Thursday, April 13, 2006

The Secret Spark, Part 2

Let’s examine the issue of the emergence of life more formally for a moment. Let me begin with a claim: Life is a binary quality. In other words, it is either on or off, 1 or 0. Life is digital. The only other option is that life is analog, moving in a continuous progression up from nothingness to a point where we recognize it as life.

Let me obviate the discussion of where that point might be by demonstrating that the cases are equivalent. First we have to start with an assumption. Let’s call it an axiom.

Life exists.

Too obvious? Without accepting this statement at the outset, we put ourselves in a difficult position. We may not know the best way to define life, but we should at least agree that there is a difference between what is alive and what is not alive. That difference is the quality we’ll define as life, and we will assume that we can tell the difference between something that is alive and something that is not. Even this assumption has its trappings, but we have to draw the line somewhere.

Now let’s consider a continuous function f that describes a thing’s degree of being alive at time t in the interval [0,1], with 0 representing something that is not alive and 1 representing something that is totally alive, whatever that may mean to us. We’ll say, for instance, that a rock has a value of 0 and a human being has a value of 1. Organic compounds changing and developing into future life will make the transition from 0 to 1, however slowly.

Now let’s define a delta function, similar in spirit to the Kronecker delta. We’ll define it as follows:

δ(t) = 0 if f(t) = 0; 1 if f(t) ≠ 0

The significance of this delta function is that it tells us when a thing has risen above the axis that forms the border between the nonliving and the living. It therefore states that the degree to which something is alive is unimportant as long as it is nonzero. This delta function therefore reduces any evaluation of life to a binary representation, which was to be demonstrated.

Now let’s examine this function for a nascent life form over an arbitrary interval of time, let’s say between t = 1 and t = 5: δ(1) = 0; δ(2) = 0; δ(3) = 0; δ(4) = 1; δ(5) = 1. We notice the change of state between t = 3 and t = 4. We therefore partition the interval t = [3,4] into regular subintervals and reevaluate. The most practical algorithm is a decimal approach, dividing the interval into ten equal subintervals, thus adding one decimal place of precision to the result.
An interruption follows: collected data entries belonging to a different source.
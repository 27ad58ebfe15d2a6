//! Chat-completion capability consumed by summaries and chat.
//!
//! The server only depends on [`CompletionProvider`]; [`OpenAiProvider`]
//! implements it for any OpenAI-compatible endpoint.

use crate::domain::{ImportantFile, RepoStats};
use crate::error::Result;
use async_trait::async_trait;
use futures::stream::BoxStream;
use serde::{Deserialize, Serialize};

pub mod openai;
pub mod prompts;
pub mod sse;

pub use openai::OpenAiProvider;

#[derive(Debug, Clone, Copy, PartialEq, Eq, Serialize, Deserialize)]
#[serde(rename_all = "lowercase")]
pub enum Role {
    System,
    User,
    Assistant,
}

#[derive(Debug, Clone, PartialEq, Eq, Serialize, Deserialize)]
pub struct ChatMessage {
    pub role: Role,
    pub content: String,
}

impl ChatMessage {
    pub fn system(content: impl Into<String>) -> Self {
        Self { role: Role::System, content: content.into() }
    }

    pub fn user(content: impl Into<String>) -> Self {
        Self { role: Role::User, content: content.into() }
    }

    pub fn assistant(content: impl Into<String>) -> Self {
        Self { role: Role::Assistant, content: content.into() }
    }
}

#[derive(Debug, Clone, Default, PartialEq)]
pub struct CompletionRequest {
    pub messages: Vec<ChatMessage>,
    pub temperature: Option<f64>,
    pub max_tokens: Option<u32>,
}

impl CompletionRequest {
    pub fn new(messages: Vec<ChatMessage>) -> Self {
        Self { messages, ..Default::default() }
    }

    pub fn with_temperature(mut self, temperature: f64) -> Self {
        self.temperature = Some(temperature);
        self
    }

    pub fn with_max_tokens(mut self, max_tokens: u32) -> Self {
        self.max_tokens = Some(max_tokens);
        self
    }
}

/// A stream of text deltas from the model.
pub type TokenStream = BoxStream<'static, Result<String>>;

#[async_trait]
pub trait CompletionProvider: Send + Sync {
    /// Generate a full completion.
    async fn complete(&self, request: CompletionRequest) -> Result<String>;

    /// Generate a completion as a stream of text deltas.
    ///
    /// Errors before the first byte (auth, bad request) are returned directly;
    /// errors after that arrive as stream items.
    async fn complete_stream(&self, request: CompletionRequest) -> Result<TokenStream>;
}

/// Ask the provider for a short summary of a repository.
pub async fn summarize(
    provider: &dyn CompletionProvider,
    stats: &RepoStats,
    files: &[ImportantFile],
) -> Result<String> {
    let request = CompletionRequest::new(vec![ChatMessage::user(prompts::summary_prompt(stats, files))])
        .with_temperature(0.7)
        .with_max_tokens(300);
    provider.complete(request).await
}

/// Stream a reply to `messages`, optionally focused on one file.
pub async fn chat(
    provider: &dyn CompletionProvider,
    messages: Vec<ChatMessage>,
    file_name: Option<&str>,
    file_content: Option<&str>,
) -> Result<TokenStream> {
    let mut conversation = Vec::with_capacity(messages.len() + 1);
    conversation.push(prompts::chat_system_message(file_name, file_content));
    conversation.extend(messages);
    provider.complete_stream(CompletionRequest::new(conversation)).await
}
Let’s say we find a change of state between t = 3.4 and t = 3.5. We would then subdivide that interval into ten more parts and continue the analysis. The goal is not to find the precise time the change occurred, but rather to get a precise result for the width of the interval in which it occurred.
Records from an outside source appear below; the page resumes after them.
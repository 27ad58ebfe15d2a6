//! Small shared helpers

pub mod encoding;
pub mod paths;

pub use encoding::{decode_text, looks_binary};
pub use paths::{normalize_path, relative_path};

/// Render an integer with thousands separators (`1234567` → `1,234,567`).
pub fn format_with_commas(value: u64) -> String {
    let digits = value.to_string();
    let mut out = String::with_capacity(digits.len() + digits.len() / 3);
    for (idx, ch) in digits.chars().enumerate() {
        if idx > 0 && (digits.len() - idx) % 3 == 0 {
            out.push(',');
        }
        out.push(ch);
    }
    out
}
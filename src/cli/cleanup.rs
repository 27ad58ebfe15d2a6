//! Cleanup command implementation

use anyhow::Result;
use clap::Args;

use crate::domain::Config;
use crate::error::ExplorerError;
use crate::fetch::{cleanup, Workspace};

#[derive(Args)]
pub struct CleanupArgs {
    /// Checkout directory, absolute or relative to the scratch root
    #[arg(value_name = "PATH")]
    pub path: String,
}

pub fn run(args: CleanupArgs, config: &Config) -> Result<()> {
    let workspace = Workspace::new(config.scratch_root.clone());

    match workspace.resolve_checkout(&args.path) {
        Ok(checkout) => {
            cleanup(&checkout);
            println!("Removed {}", checkout.display());
        }
        Err(ExplorerError::NotFound(_)) => {
            println!("Nothing to remove at {}", args.path);
        }
        Err(e) => return Err(e.into()),
    }

    Ok(())
}
//! Error taxonomy for repository ingestion and file serving.

use std::path::PathBuf;
use thiserror::Error;

pub type Result<T, E = ExplorerError> = std::result::Result<T, E>;

#[derive(Debug, Error)]
pub enum ExplorerError {
    /// Malformed URL or missing required field.
    #[error("{0}")]
    InvalidInput(String),

    /// A caller-supplied path tries to leave its root.
    #[error("Invalid path: {0}")]
    InvalidPath(String),

    #[error("Not found: {0}")]
    NotFound(String),

    #[error("Failed to clone repository: {message}")]
    Clone {
        message: String,
        #[source]
        source: Option<Box<dyn std::error::Error + Send + Sync>>,
    },

    #[error("Failed to read {}: {source}", .path.display())]
    Read {
        path: PathBuf,
        #[source]
        source: std::io::Error,
    },

    /// Failure reported by the model provider or the hosting API.
    #[error("Upstream error{}: {message}", .status.map(|s| format!(" ({s})")).unwrap_or_default())]
    Upstream { status: Option<u16>, message: String },

    #[error("Internal error: {0}")]
    Internal(String),
}

impl ExplorerError {
    pub fn invalid_input(message: impl Into<String>) -> Self {
        Self::InvalidInput(message.into())
    }

    pub fn invalid_path(message: impl Into<String>) -> Self {
        Self::InvalidPath(message.into())
    }

    pub fn clone_failed(
        message: impl Into<String>,
        source: impl std::error::Error + Send + Sync + 'static,
    ) -> Self {
        Self::Clone { message: message.into(), source: Some(Box::new(source)) }
    }

    pub fn read(path: impl Into<PathBuf>, source: std::io::Error) -> Self {
        Self::Read { path: path.into(), source }
    }

    pub fn upstream(status: Option<u16>, message: impl Into<String>) -> Self {
        Self::Upstream { status, message: message.into() }
    }

    /// Map an I/O error on `path` to `NotFound` or `Read`.
    pub fn from_io(path: impl Into<PathBuf>, source: std::io::Error) -> Self {
        let path = path.into();
        if source.kind() == std::io::ErrorKind::NotFound {
            Self::NotFound(path.display().to_string())
        } else {
            Self::read(path, source)
        }
    }

    /// Whether the upstream service rejected our credentials.
    pub fn is_auth_failure(&self) -> bool {
        matches!(self, Self::Upstream { status: Some(401 | 403), .. })
    }
}

impl From<reqwest::Error> for ExplorerError {
    fn from(err: reqwest::Error) -> Self {
        Self::upstream(err.status().map(|s| s.as_u16()), err.to_string())
    }
}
What we’ll find if we follow this algorithm ad infinitum is the infinitesimal. In other words, the interval of time begins to resemble a mathematical point, and the emergence of life becomes like a line intersecting an axis at that point.
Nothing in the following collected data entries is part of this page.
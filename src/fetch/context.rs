//! Checkout lifetime management

use std::path::{Path, PathBuf};

/// A checkout being processed.
///
/// Temporary checkouts are removed through [`crate::fetch::cleanup`] when the
/// context is dropped, unless [`RepoContext::keep`] was called.
pub struct RepoContext {
    pub root_path: PathBuf,
    pub is_temp: bool,
}

impl RepoContext {
    pub fn new(root_path: PathBuf, is_temp: bool) -> Self {
        Self { root_path, is_temp }
    }

    pub fn path(&self) -> &Path {
        &self.root_path
    }

    /// Detach the checkout from this context so it survives the drop.
    pub fn keep(mut self) -> PathBuf {
        self.is_temp = false;
        std::mem::take(&mut self.root_path)
    }
}

impl Drop for RepoContext {
    fn drop(&mut self) {
        if self.is_temp {
            crate::fetch::cleanup(&self.root_path);
        }
    }
}
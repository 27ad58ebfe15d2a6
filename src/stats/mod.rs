//! Repository statistics: language histogram, file count, license and README.

pub mod languages;

pub use languages::{highlight_language, language_for_path};

use crate::domain::{language_breakdown, RepoStats};
use crate::error::{ExplorerError, Result};
use crate::scan::reader::read_repo_bytes;
use crate::scan::should_skip_entry;
use crate::utils::decode_text;
use std::collections::HashMap;
use std::path::Path;
use walkdir::WalkDir;

const LICENSE_FILES: &[&str] = &["LICENSE", "LICENSE.md", "LICENSE.txt", "license"];
const README_FILES: &[&str] = &["README.md", "README", "readme.md", "readme"];

/// Substring → license family, checked in order.
const LICENSE_MARKERS: &[(&str, &str)] =
    &[("MIT", "MIT"), ("Apache", "Apache"), ("GPL", "GPL"), ("BSD", "BSD")];

#[derive(Debug, Default)]
struct WalkTotals {
    by_language: HashMap<&'static str, u64>,
    file_count: u64,
}

/// Compute [`RepoStats`] for a checkout.
///
/// `total_bytes` is the sum over recognized languages only, so the listed
/// percentages always add up to 100 (or the list is empty).
pub fn collect_repo_stats(root: &Path) -> Result<RepoStats> {
    let totals = walk_totals(root)?;
    let (languages, total_bytes) = language_breakdown(
        totals.by_language.into_iter().map(|(name, bytes)| (name.to_string(), bytes)),
    );

    Ok(RepoStats {
        languages,
        total_bytes,
        file_count: totals.file_count,
        license: find_license(root)?,
        readme: find_readme(root)?,
    })
}

fn walk_totals(root: &Path) -> Result<WalkTotals> {
    let mut totals = WalkTotals::default();

    let walker = WalkDir::new(root).follow_links(false).into_iter().filter_entry(|entry| {
        entry.depth() == 0
            || !should_skip_entry(&entry.file_name().to_string_lossy(), entry.file_type().is_dir())
    });

    for entry in walker {
        let entry = match entry {
            Ok(entry) => entry,
            Err(e) if e.depth() == 0 => return Err(ExplorerError::read(root, e.into())),
            Err(e) => {
                tracing::warn!(error = %e, "Skipping unreadable entry during stats walk");
                continue;
            }
        };

        if entry.depth() == 0 {
            if !entry.file_type().is_dir() {
                return Err(ExplorerError::read(
                    root,
                    std::io::Error::new(std::io::ErrorKind::Other, "repository root is not a directory"),
                ));
            }
            continue;
        }
        if entry.file_type().is_dir() {
            continue;
        }

        // Symlinks are listed as files in the tree, so they count here too.
        totals.file_count += 1;
        if !entry.file_type().is_file() {
            continue;
        }

        if let Some(language) = language_for_path(entry.path()) {
            match entry.metadata() {
                Ok(metadata) => *totals.by_language.entry(language).or_insert(0) += metadata.len(),
                Err(e) => {
                    tracing::warn!(path = %entry.path().display(), error = %e, "Cannot stat file")
                }
            }
        }
    }

    Ok(totals)
}

/// Classify the first conventional license file found in `root`.
///
/// Returns `None` when no license file exists and `"Other"` when one exists
/// but mentions none of the known families.
pub fn find_license(root: &Path) -> Result<Option<String>> {
    let Some(content) = read_first_existing(root, LICENSE_FILES)? else {
        return Ok(None);
    };
    Ok(Some(classify_license(&content).to_string()))
}

pub fn classify_license(content: &str) -> &'static str {
    LICENSE_MARKERS
        .iter()
        .find(|(marker, _)| content.contains(marker))
        .map(|(_, family)| *family)
        .unwrap_or("Other")
}

/// Raw content of the first conventional README file found in `root`.
pub fn find_readme(root: &Path) -> Result<Option<String>> {
    read_first_existing(root, README_FILES)
}

/// Candidates that are missing, directories, or symlinks leading out of
/// `root` are treated as absent.
fn read_first_existing(root: &Path, names: &[&str]) -> Result<Option<String>> {
    for name in names {
        if root.join(name).is_dir() {
            continue;
        }
        match read_repo_bytes(root, name) {
            Ok(bytes) => return Ok(Some(decode_text(&bytes))),
            Err(ExplorerError::NotFound(_)) => continue,
            Err(ExplorerError::InvalidPath(reason)) => {
                tracing::warn!(file = %name, %reason, "Ignoring file outside the checkout");
                continue;
            }
            Err(e) => return Err(e),
        }
    }
    Ok(None)
}
//! Walking checkouts: the shared inclusion policy, tree building and safe reads

pub mod reader;
pub mod tree;

pub use reader::{read_repo_file, resolve_in_repo};
pub use tree::build_file_tree;

/// Directories skipped regardless of the dotfile rule.
const SKIPPED_NAMES: &[&str] = &[".git", "node_modules"];

/// Inclusion policy shared by the tree view, statistics and file counting.
///
/// Skips `.git`, `node_modules`, and every dot-prefixed file or directory.
pub fn should_skip_entry(name: &str, is_dir: bool) -> bool {
    if name.starts_with('.') {
        return true;
    }

    is_dir && SKIPPED_NAMES.contains(&name)
}

#[cfg(test)]
mod tests {
    use super::should_skip_entry;

    #[test]
    fn test_skip_policy() {
        assert!(should_skip_entry(".git", true));
        assert!(should_skip_entry(".env", false));
        assert!(should_skip_entry("node_modules", true));
        assert!(!should_skip_entry("node_modules", false));
        assert!(!should_skip_entry("src", true));
        assert!(!should_skip_entry("README.md", false));
    }
}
When dealing with time, there is a point at which it becomes meaningless. In physics, that interval is known as Planck time, equivalent to roughly 5.391 ×10-44 seconds. The laws of physics don’t do much for us at intervals smaller than Planck time, and it corresponds to the time a photon takes to travel the Planck distance, which is the interval of length at which the quantized, digital nature of gravity becomes theoretically evident.

Perhaps we are indeed microcosms, little universes whose very existence and power of contemplation is a mystery on the order of the universe itself. But whatever we learn, and for whatever answers we find for every what and when and how, there will remain a why.

1 comments:

hanford said...

I agree that life exist. I think that there may be alot of assumptions there-after. This is all my education allows me to comment at the moment....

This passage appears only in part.